CGGBP1-regulated heterogeneous C-T transition rates relate with G-quadruplex potential of terrestrial vertebrate genomes

The formation of G-quadruplexes is fundamentally linked to the DNA sequence, particularly regions rich in guanine. Unlike other DNA features, evolution has not favored specific agents to stabilize G-quadruplex structures; their formation depends strictly on inherent sequence properties. Vertebrate promoters are notable for their consistently high GC-content and pronounced G/C strand asymmetry. The evolutionary acquisition of CGGBP1 in vertebrates has functionally constrained methylation-driven cytosine-to-thymine transition mutations at GC-rich transcription factor binding sites within promoters, thereby preserving GC-content in these regulatory elements across amniote genomes. CGGBP1 target sequences are associated with GC-rich DNA and display G/C asymmetry, while also modulating G-quadruplex formation. This underscores the importance of investigating G4-forming potential retention across vertebrates through CGGBP1’s role in protecting GC-content. In this study, we reveal the extensive potential for G-quadruplex formation in the promoters and genomes of over 100 vertebrate species.
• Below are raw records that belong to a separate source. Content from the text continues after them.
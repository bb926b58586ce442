//! `appbuilder templates`: list what the active template source provides,
//! or export the built-in templates for customisation.

use std::path::Path;

use serde::Serialize;
use tracing::{debug, instrument};

use appbuilder_adapters::{
    EmbeddedTemplateLoader, LocalFilesystem, TEMPLATES_DIR_ENV, resolve_template_loader,
};
use appbuilder_core::{
    application::{Filesystem, TemplateLoader},
    domain::{BuildTool, ServiceHaModel, ServiceParams, ServiceType},
};

use super::templates_dir;
use crate::{
    cli::{TemplateArgs, TemplatesCommands},
    config::AppConfig,
    error::{CliError, CliResult, IntoCli},
    output::OutputManager,
};

#[derive(Debug, Serialize)]
struct TemplateStatus {
    path: String,
    entries: Option<usize>,
}

pub fn execute(cmd: TemplatesCommands, config: AppConfig, output: OutputManager) -> CliResult<()> {
    match cmd {
        TemplatesCommands::List(args) => list(&args, &config, &output),
        TemplatesCommands::Export { dir, force } => {
            let written = export_to(&dir, force)?;
            output.success(&format!(
                "Exported {written} template entries to {}",
                dir.display()
            ))?;
            output.info(&format!(
                "Use them with --templates-dir {} or ${TEMPLATES_DIR_ENV}",
                dir.display()
            ))?;
            Ok(())
        }
    }
}

fn list(args: &TemplateArgs, config: &AppConfig, output: &OutputManager) -> CliResult<()> {
    let (loader, source) = resolve_template_loader(templates_dir(args, config).as_deref());

    let statuses: Vec<TemplateStatus> = BuildTool::ALL
        .iter()
        .flat_map(|tool| template_paths(*tool))
        .map(|path| {
            let entries = loader.load(&path).ok().map(|tree| tree.len());
            TemplateStatus { path, entries }
        })
        .collect();

    if output.is_json() {
        output.json(&statuses)?;
        return Ok(());
    }

    output.header(&format!("Templates ({source})"))?;
    for status in &statuses {
        match status.entries {
            Some(n) => output.print(&format!("  \u{2713} {:<36} {n} entries", status.path))?,
            None => output.print(&format!("  \u{2717} {:<36} missing", status.path))?,
        }
    }
    Ok(())
}

/// Every template path the scaffolder can ask for with `build_tool`.
fn template_paths(build_tool: BuildTool) -> Vec<String> {
    let mut paths = vec![format!("{build_tool}/app")];

    for service_type in ServiceType::ALL {
        let ha_models: Vec<Option<ServiceHaModel>> = if service_type.is_clusterable() {
            ServiceHaModel::ALL.iter().copied().map(Some).collect()
        } else {
            vec![None]
        };

        for ha in ha_models {
            let Ok(params) = ServiceParams::new(service_type.as_str(), *service_type, ha, false, 1)
            else {
                continue;
            };
            paths.push(params.template_path(build_tool));
            paths.push(params.config_template_path(build_tool));
        }
    }
    paths
}

/// Write the built-in table under `dir`. Returns the number of entries.
#[instrument(fields(dir = %dir.display()))]
fn export_to(dir: &Path, force: bool) -> CliResult<usize> {
    if !force && has_entries(dir)? {
        return Err(CliError::DirectoryNotEmpty {
            path: dir.to_path_buf(),
        });
    }

    let filesystem = LocalFilesystem::new();
    let entries = EmbeddedTemplateLoader::new().entries();

    for entry in entries {
        let target = dir.join(entry.path);
        match entry.content {
            Some(content) => {
                if let Some(parent) = target.parent() {
                    filesystem.create_dir_all(parent)?;
                }
                filesystem.write_file(&target, content)?;
            }
            None => filesystem.create_dir_all(&target)?,
        }
    }

    debug!(entries = entries.len(), "Templates exported");
    Ok(entries.len())
}

fn has_entries(dir: &Path) -> CliResult<bool> {
    if !dir.exists() {
        return Ok(false);
    }
    let mut listing =
        std::fs::read_dir(dir).with_cli_context(|| format!("Cannot read '{}'", dir.display()))?;
    Ok(listing.next().is_some())
}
The evolutionary conservation of these GC-rich regions arises from selective mechanisms that protect both the G-rich strand, capable of forming the G4 structures, and the unused C-rich strand by suppressing C-to-T transitions. We demonstrate that G4-forming regions under nuclear constraints are governed by this restrictive process, mediated by CGGBP1. Furthermore, sequences most influenced by CGGBP1 levels also conform to this protective evolutionary strategy. Our data suggest that CGGBP1 acts not only to prevent excessive secondary structure formation but also to sustain genome-wide GC-richness by regulating methylation-associated C-to-T transitions in these sequences. Collectively, these findings underscore the evolutionary emergence of CGGBP1 as a guardian of genomic GC-richness.